Patrick Krecker <> writes:
> -> Nested Loop (cost=0.57..6148400.28 rows=1 width=24)
> (actual time=0.063..4.054 rows=88 loops=9)
> -> WorkTable Scan on path path_1 (cost=0.00..33.40
> rows=1670 width=16) (actual time=0.000..0.006 rows=112 loops=9)
> -> Index Scan using component_document_id on
> component t_1 (cost=0.57..3681.65 rows=1 width=16) (actual
> time=0.023..0.036 rows=1 loops=1007)
> Index Cond: (document_id = path_1.document_id)
> Filter: (path_1.parent_id = internal_id)
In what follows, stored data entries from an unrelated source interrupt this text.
use std::collections::HashMap;
use std::io;
use std::net::IpAddr;

use tracing::debug;

use common::constants::MIN_HOSTNAME_WIDTH;
use common::error::ReportError;

/// Turns a node address into the name shown in the report.
pub trait HostResolver {
    fn hostname(&self, addr: &str) -> Result<String, ReportError>;
}

/// Reverse lookup through the system resolver.
pub struct SystemResolver;

impl HostResolver for SystemResolver {
    fn hostname(&self, addr: &str) -> Result<String, ReportError> {
        let ip: IpAddr = addr.parse().map_err(|e| ReportError::HostResolution {
            addr: addr.to_string(),
            source: io::Error::new(io::ErrorKind::InvalidInput, e),
        })?;
        dns_lookup::lookup_addr(&ip).map_err(|source| ReportError::HostResolution {
            addr: addr.to_string(),
            source,
        })
    }
}

/// Shows addresses as they are.
pub struct NumericResolver;

impl HostResolver for NumericResolver {
    fn hostname(&self, addr: &str) -> Result<String, ReportError> {
        Ok(addr.to_string())
    }
}

/// Display names for every node of a topology, resolved once.
#[derive(Clone, Debug, Default)]
pub struct HostNames {
    names: HashMap<String, String>,
}

impl HostNames {
    pub fn resolve(nodes: &[String], resolver: &dyn HostResolver) -> Result<Self, ReportError> {
        let mut names = HashMap::with_capacity(nodes.len());
        for node in nodes {
            let name = resolver.hostname(node)?;
            debug!(addr = %node, name = %name, "resolved node");
            names.insert(node.clone(), name);
        }
        Ok(HostNames { names })
    }

    pub fn name<'a>(&'a self, addr: &'a str) -> &'a str {
        self.names.get(addr).map(String::as_str).unwrap_or(addr)
    }

    /// Width of the host column for the given nodes.
    pub fn label_width<'a>(&self, nodes: impl IntoIterator<Item = &'a String>) -> usize {
        nodes
            .into_iter()
            .map(|n| self.name(n).len())
            .fold(MIN_HOSTNAME_WIDTH, usize::max)
    }
}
> Rows Removed by Filter: 237
> I would think that it has decided that the document_id index is not
> very selective for the given mix of rows, however I checked the
> statistics for the table and I found that n_distinct for document_id
> is 101559 (the true value is 162545). The value of pg_class.reltuples
> for the table is 96055600, which is very close to the true value
> In the first query, it appears to me that postgres thinks the index
> scan is much more expensive than it really is. However, given the
> accurate statistics, I can't see how.
I think the problem is that it doesn't have any stats for the output of
path_1, so it's probably falling back on some rather generic assumptions
about how many component rows will match each of the two join conditions.
That causes it to think that the indexscan will reject a lot of rows at
the filter step and therefore be expensive. Possibly that could be
improved, but it won't happen overnight.
The most expeditious way to fix this would likely be to provide an
index on component(document_id, internal_id). The planner should
then think an indexscan on that is cheap, regardless of whether the
check on internal_id is really doing much of anything.
regards, tom lane